And if a cure isn't found, Robert Bishop believes he will watch some of his children suffer the same fate as their grandfather and their aunt and their mother.

He'd rather die himself than see that.

So Robert and Lael made many different choices. And they are too close to see it, but Robert is perhaps the only person in her world who really understands the depths of Lael's nightmare. And only she can understand the fear and the rage he feels for his children's future.

PERHAPS SOME ODD COSMIC EQUATION explains Julie Askew's cheery disposition.

She is, without question, the most physically devastated of the Askews at this point. She uses a wheelchair all the time. John can walk, albeit jerkily. Amy is still very mobile, though her physical decline seems to be accelerating.

Without a doubt, Julie knows what she has given up to injury and disease. She told her mother once that she knows she will never marry or have children, something for which she longs. She joked that she might adopt, so they could have babies and she could become a grandmother one day.

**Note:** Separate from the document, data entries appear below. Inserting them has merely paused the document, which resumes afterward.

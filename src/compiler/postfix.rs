//! Infix to postfix conversion (shunting-yard).

use crate::compiler::error::CompileError;
use crate::compiler::tokenizer::Token;

/// Reorder infix tokens into postfix order.
///
/// Operators are left-associative: an incoming operator first pops every
/// stacked operator of greater or equal precedence. No arithmetic happens
/// here.
///
/// # Errors
/// Returns [`CompileError::InvalidExpression`] for a `)` without a matching
/// `(` and for a `(` that is never closed.
pub fn to_postfix(tokens: &[Token]) -> Result<Vec<Token>, CompileError> {
    let mut output = Vec::with_capacity(tokens.len());
    let mut stack: Vec<Token> = Vec::new();

    for token in tokens {
        match token {
            Token::Number(_) => output.push(token.clone()),
            Token::LeftParen => stack.push(Token::LeftParen),
            Token::RightParen => loop {
                match stack.pop() {
                    Some(Token::LeftParen) => break,
                    Some(op) => output.push(op),
                    None => return Err(CompileError::InvalidExpression("unmatched ')'")),
                }
            },
            Token::Operator(incoming) => {
                while let Some(Token::Operator(top)) = stack.last() {
                    if top.precedence() < incoming.precedence() {
                        break;
                    }
                    output.push(Token::Operator(*top));
                    stack.pop();
                }
                stack.push(Token::Operator(*incoming));
            }
        }
    }

    while let Some(token) = stack.pop() {
        if token == Token::LeftParen {
            return Err(CompileError::InvalidExpression("unmatched '('"));
        }
        output.push(token);
    }

    Ok(output)
}
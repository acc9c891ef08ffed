//! Expression compiler.
//!
//! Source text flows through four stages:
//! tokenize -> infix-to-postfix -> postfix-to-tree -> tree-to-tasks.
//! Every stage is a pure function; the first failure aborts the whole
//! compilation.

mod error;
mod postfix;
mod tasks;
mod tokenizer;
mod tree;

pub use error::CompileError;
pub use postfix::to_postfix;
pub use tasks::compile;
pub use tokenizer::{join_tokens, tokenize, Token};
pub use tree::build_tree;

use crate::core::{ExpressionId, Node, Task};

/// Output of a successful compilation.
#[derive(Debug, Clone)]
pub struct CompiledExpression {
    pub postfix: Vec<Token>,
    pub tree: Node,
    pub tasks: Vec<Task>,
}

/// Run the full pipeline for one expression.
pub fn compile_expression(
    id: ExpressionId,
    source: &str,
) -> Result<CompiledExpression, CompileError> {
    let tokens = tokenize(source)?;
    let postfix = to_postfix(&tokens)?;
    let tree = build_tree(&postfix)?;
    let tasks = compile(id, &tree)?;
    Ok(CompiledExpression {
        postfix,
        tree,
        tasks,
    })
}
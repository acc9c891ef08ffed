//! Binary expression tree.
//!
//! Leaves are numeric literals and internal nodes are operators with
//! exactly two children. The tree is the authoritative form of an
//! expression: the store evaluates it from scratch once every task of the
//! expression has been reported complete.

use serde::{Deserialize, Serialize};

use crate::core::operation::{ArithmeticError, Operation};

/// Canonical text form of a numeric literal.
///
/// `2.0` renders as `"2"` and `0.8` as `"0.8"`, so task operands read the
/// way they were written.
pub fn format_literal(value: f64) -> String {
    format!("{}", value)
}

/// A node of the expression tree. Each node exclusively owns its children.
#[derive(Debug, Clone, PartialEq, Serialize, Deserialize)]
#[serde(rename_all = "snake_case")]
pub enum Node {
    /// A numeric leaf.
    Literal(f64),
    /// An operator applied to two subtrees.
    Operator {
        operation: Operation,
        left: Box<Node>,
        right: Box<Node>,
    },
}

impl Node {
    pub fn literal(value: f64) -> Self {
        Self::Literal(value)
    }

    pub fn operator(operation: Operation, left: Node, right: Node) -> Self {
        Self::Operator {
            operation,
            left: Box::new(left),
            right: Box::new(right),
        }
    }

    pub fn is_leaf(&self) -> bool {
        matches!(self, Self::Literal(_))
    }

    /// True for a literal leaf equal to zero (either sign).
    pub fn is_zero_literal(&self) -> bool {
        matches!(self, Self::Literal(v) if *v == 0.0)
    }

    /// The node's text value: a literal's canonical form or an operator symbol.
    pub fn value(&self) -> String {
        match self {
            Self::Literal(v) => format_literal(*v),
            Self::Operator { operation, .. } => operation.to_string(),
        }
    }

    /// Number of operator nodes, which is also the number of tasks the
    /// tree compiles to.
    pub fn operator_count(&self) -> usize {
        match self {
            Self::Literal(_) => 0,
            Self::Operator { left, right, .. } => {
                1 + left.operator_count() + right.operator_count()
            }
        }
    }

    /// Evaluate the tree bottom-up with standard arithmetic.
    ///
    /// # Errors
    /// Returns [`ArithmeticError::DivisionByZero`] when any divisor
    /// evaluates to zero, including divisors that are only zero at runtime
    /// such as `4/(1-1)`.
    pub fn evaluate(&self) -> Result<f64, ArithmeticError> {
        match self {
            Self::Literal(v) => Ok(*v),
            Self::Operator {
                operation,
                left,
                right,
            } => {
                let lhs = left.evaluate()?;
                let rhs = right.evaluate()?;
                operation.apply(lhs, rhs)
            }
        }
    }

    /// Fully parenthesized in-order rendering, e.g. `((5 + 2) + (4 / 5))`.
    pub fn to_infix(&self) -> String {
        match self {
            Self::Literal(v) => format_literal(*v),
            Self::Operator {
                operation,
                left,
                right,
            } => format!("({} {} {})", left.to_infix(), operation, right.to_infix()),
        }
    }
}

But every Saturday, she has someone at the nursing home dial Lael's house so that Julie can sing, "Saturday is a special day, it's the day we get ready for Sunday."

Her life has been completing circles for a very long time.

Genetic testing not only showed that Julie had inherited the disease; her CAG repeats were so numerous that the neurologist believes now that she had the rare juvenile form of the disease. It would go a long way toward explaining what for more than a decade was a mystery to Lael Askew: Why is Julie like this?

When she looks back, Lael describes her middle daughter as a "needy child. She needed to be entertained constantly. Jane, just less than two years younger, was her main source of entertainment, and she about wore Jane out."

Jane liked to play by herself and was happiest when Julie was somewhere else so she could.

All three of the Askew girls were singers, the love of which they inherited from their father, John, who always had a beautiful singing voice. The younger pair were in singing groups as they were growing up.

Lael believes now that symptoms of the disease appeared when Julie was a teenager, even before her father was becoming ill. Her parents thought she had low self-esteem, so they enrolled her in classes for voice training, modeling anything to make her feel better about herself.

They encouraged her as she joined the English hand-bell choir at Brighton High and as she sang in choirs and was in school plays. Nothing seemed to raise her self-esteem. She was running with a wild crowd. She had trouble making and keeping friends. Her grades bordered on being disastrous, though her mother was convinced she was as smart as the other children, if she'd just apply herself. Only in music classes did she pull down good grades.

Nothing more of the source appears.